Dr.Snyder: People with BDD tend to avoid mental health specialists. Which is not surprising, since part of the psychology of BDD is the conviction that one has an actual physical problem. It’s much more likely I think that a man with “penile dysmorphic disorder” will purchase penis enlargement equipment or consult a surgeon than consult someone like me.
TR: Why would a man have “penile dysmorphic disorder,” even when he doesn’t actually have a small penis?
Dr.Snyder: Good question. The answer, as one of my urology colleagues puts it, has more to do with the “big brain” in a man’s head than with the “little brain” between his legs. There is an extraordinary diversity of human minds.
TR: What kind of a man would be prone to “penile dysmorphic disorder” ?
Dr.Snyder: Some people seem to have an innate tendency for obsessive thinking. Why some of these people develop BDD, and others OCD or Anorexia Nervosa is unknown. Many of these obsessive thinkers also have behaviors (such as compulsions and avoidance behaviors) intended to reduce the distress associated with obsessive thinking. Unfortunately, over time these behaviors seem to make obsessive thinking worse.
TR: For example?
Dr.Snyder: A man who begins to obsess about the size of his penis may begin to compulsively and repeatedly measure his erections, and to avoid dating because he’s convinced he’ll be humiliated. Then the whole thing can spiral out of control, until ultimately he’s online studying penis enlargement techniques.

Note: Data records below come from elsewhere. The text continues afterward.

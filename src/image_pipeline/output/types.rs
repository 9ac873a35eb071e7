//! Pipeline configuration types

use std::str::FromStr;

use crate::image_pipeline::filter::{FilterConfig, Resampling};

/// Upscale applied before display when nothing else is configured
pub const DEFAULT_RESIZE_FACTOR: u32 = 2;

/// Encoded output format
#[derive(Debug, Clone, Copy, PartialEq, Eq)]
pub enum OutputFormat {
    /// PNG, keeps the alpha channel and is what viewers expect
    Png,
    /// 8-bit RGBA TIFF
    Tiff,
}

impl FromStr for OutputFormat {
    type Err = String;

    fn from_str(s: &str) -> Result<Self, Self::Err> {
        match s.to_ascii_lowercase().as_str() {
            "png" => Ok(Self::Png),
            "tif" | "tiff" => Ok(Self::Tiff),
            other => Err(format!("unknown output format '{}' (expected png or tiff)", other)),
        }
    }
}

/// TIFF compression methods
#[derive(Debug, Clone, Copy, PartialEq, Eq)]
pub enum TiffCompression {
    /// No compression (fastest, largest file)
    None,
    /// LZW compression (slow, good compression)
    Lzw,
    /// Deflate compression - fast level (good speed/size balance)
    DeflateFast,
    /// Deflate compression - best compression (slower)
    DeflateBest,
    /// Deflate compression - balanced (default)
    DeflateBalanced,
}

impl FromStr for TiffCompression {
    type Err = String;

    fn from_str(s: &str) -> Result<Self, Self::Err> {
        match s.to_ascii_lowercase().as_str() {
            "none" => Ok(Self::None),
            "lzw" => Ok(Self::Lzw),
            "deflate-fast" => Ok(Self::DeflateFast),
            "deflate" | "deflate-balanced" => Ok(Self::DeflateBalanced),
            "deflate-best" => Ok(Self::DeflateBest),
            other => Err(format!("unknown TIFF compression '{}'", other)),
        }
    }
}

/// Configuration for the background removal pipeline
#[derive(Debug, Clone)]
pub struct PipelineConfig {
    /// Threshold and opacity of the background filter
    pub filter: FilterConfig,
    /// Crop the result to its visible content
    pub crop: bool,
    /// Integer upscale applied after filtering, 1 disables it
    pub resize_factor: u32,
    /// Resampling used by the upscale
    pub resampling: Resampling,
    /// Whether to reject images with a zero dimension before filtering
    pub validate_dimensions: bool,
    /// Encoded output format
    pub format: OutputFormat,
    /// Compression method, TIFF output only
    pub compression: TiffCompression,
    /// TIFF predictor tag value: 1 for none, 2 for horizontal differencing
    pub predictor: Option<u16>,
}

impl Default for PipelineConfig {
    fn default() -> Self {
        Self {
            filter: FilterConfig::default(),
            crop: false,
            resize_factor: DEFAULT_RESIZE_FACTOR,
            resampling: Resampling::Nearest,
            validate_dimensions: true,
            format: OutputFormat::Png,
            compression: TiffCompression::None,
            predictor: None,
        }
    }
}

impl PipelineConfig {
    pub fn builder() -> PipelineConfigBuilder {
        PipelineConfigBuilder::default()
    }
}

/// Builder for PipelineConfig
#[derive(Default)]
pub struct PipelineConfigBuilder {
    threshold: Option<u8>,
    opacity: Option<u8>,
    crop: Option<bool>,
    resize_factor: Option<u32>,
    resampling: Option<Resampling>,
    validate_dimensions: Option<bool>,
    format: Option<OutputFormat>,
    compression: Option<TiffCompression>,
    predictor: Option<Option<u16>>,
}

impl PipelineConfigBuilder {
    pub fn threshold(mut self, threshold: u8) -> Self {
        self.threshold = Some(threshold);
        self
    }

    pub fn opacity(mut self, opacity: u8) -> Self {
        self.opacity = Some(opacity);
        self
    }

    pub fn crop(mut self, enable: bool) -> Self {
        self.crop = Some(enable);
        self
    }

    pub fn resize_factor(mut self, factor: u32) -> Self {
        self.resize_factor = Some(factor);
        self
    }

    pub fn resampling(mut self, resampling: Resampling) -> Self {
        self.resampling = Some(resampling);
        self
    }

    pub fn validate_dimensions(mut self, validate: bool) -> Self {
        self.validate_dimensions = Some(validate);
        self
    }

    pub fn format(mut self, format: OutputFormat) -> Self {
        self.format = Some(format);
        self
    }

    pub fn compression(mut self, compression: TiffCompression) -> Self {
        self.compression = Some(compression);
        self
    }

    pub fn predictor(mut self, predictor: Option<u16>) -> Self {
        self.predictor = Some(predictor);
        self
    }

    pub fn build(self) -> PipelineConfig {
        let default = PipelineConfig::default();
        PipelineConfig {
            filter: FilterConfig {
                threshold: self.threshold.unwrap_or(default.filter.threshold),
                opacity: self.opacity.unwrap_or(default.filter.opacity),
            },
            crop: self.crop.unwrap_or(default.crop),
            resize_factor: self.resize_factor.unwrap_or(default.resize_factor),
            resampling: self.resampling.unwrap_or(default.resampling),
            validate_dimensions: self.validate_dimensions.unwrap_or(default.validate_dimensions),
            format: self.format.unwrap_or(default.format),
            compression: self.compression.unwrap_or(default.compression),
            predictor: self.predictor.unwrap_or(default.predictor),
        }
    }
}
//! Color sampling for the color panel

use crate::image_pipeline::bitmap::{Bitmap, Pixel};

/// Height of the color panel bar under the image.
pub const SWATCH_HEIGHT: usize = 20;

/// Returns the source pixel under `(view_x, view_y)` in a view that stretches
/// `bitmap` to `view_width x view_height`, ignoring aspect ratio.
pub fn sample_view(
    bitmap: &Bitmap,
    view_width: usize,
    view_height: usize,
    view_x: usize,
    view_y: usize,
) -> Option<Pixel> {
    if view_x >= view_width || view_y >= view_height || bitmap.is_empty() {
        return None;
    }
    let x = view_x * bitmap.width() / view_width;
    let y = view_y * bitmap.height() / view_height;
    bitmap.pixel(x, y)
}

/// Solid bar of `pixel`, the content of the color panel.
pub fn swatch(pixel: Pixel, width: usize, height: usize) -> Bitmap {
    Bitmap::filled(width, height, pixel)
}
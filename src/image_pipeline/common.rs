//! Common utilities module
//!
//! This module contains shared utilities used across the image pipeline.

pub mod error;

pub use error::{PipelineError, Result};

TR: The penis itself doesn’t tolerate all this obsessive self-scrutiny very well, right?
Dr.Snyder: The more obsessively a man worries about his penis, the more likely he’ll develop a sexual dysfunction. If a man finds himself obsessing about his penis or any aspect of his sexual function, he should get help before he causes himself psychological or physical harm.
TR: How do partners react when a man gets obsessed about the size of his penis?
Dr.Snyder: When a married man comes to see me worried about his penis or his erections, I usually ask to see his wife too. Often her chief concern is that he’s so obsessively preoccupied with his problem that he’s become a stranger to her in bed. Women experience such preoccupation as selfish – which in a way it is.
TR: What practical advice would you give to a man who’s gotten obsessed about the size of his penis?
Dr.Snyder: Step back and notice your compulsion and avoidance behaviors. Notice how often you compulsively masturbate in order to reassure yourself you’re OK. Or compulsively measure your erection. Or compulsively surf the net for penis enlargement advice. Or avoid dating because of fear of humiliation. See if you can drastically reduce compulsive and avoidance behaviors.
TR: And if a man can’t manage to do this?
Dr.Snyder: Get professional help. Be forewarned, though. Most mental health professionals don’t know much about sexual issues — or about “penile dysmorphic disorder.” To find one who does, go online to www.sstarnet.org or www.aasect.org.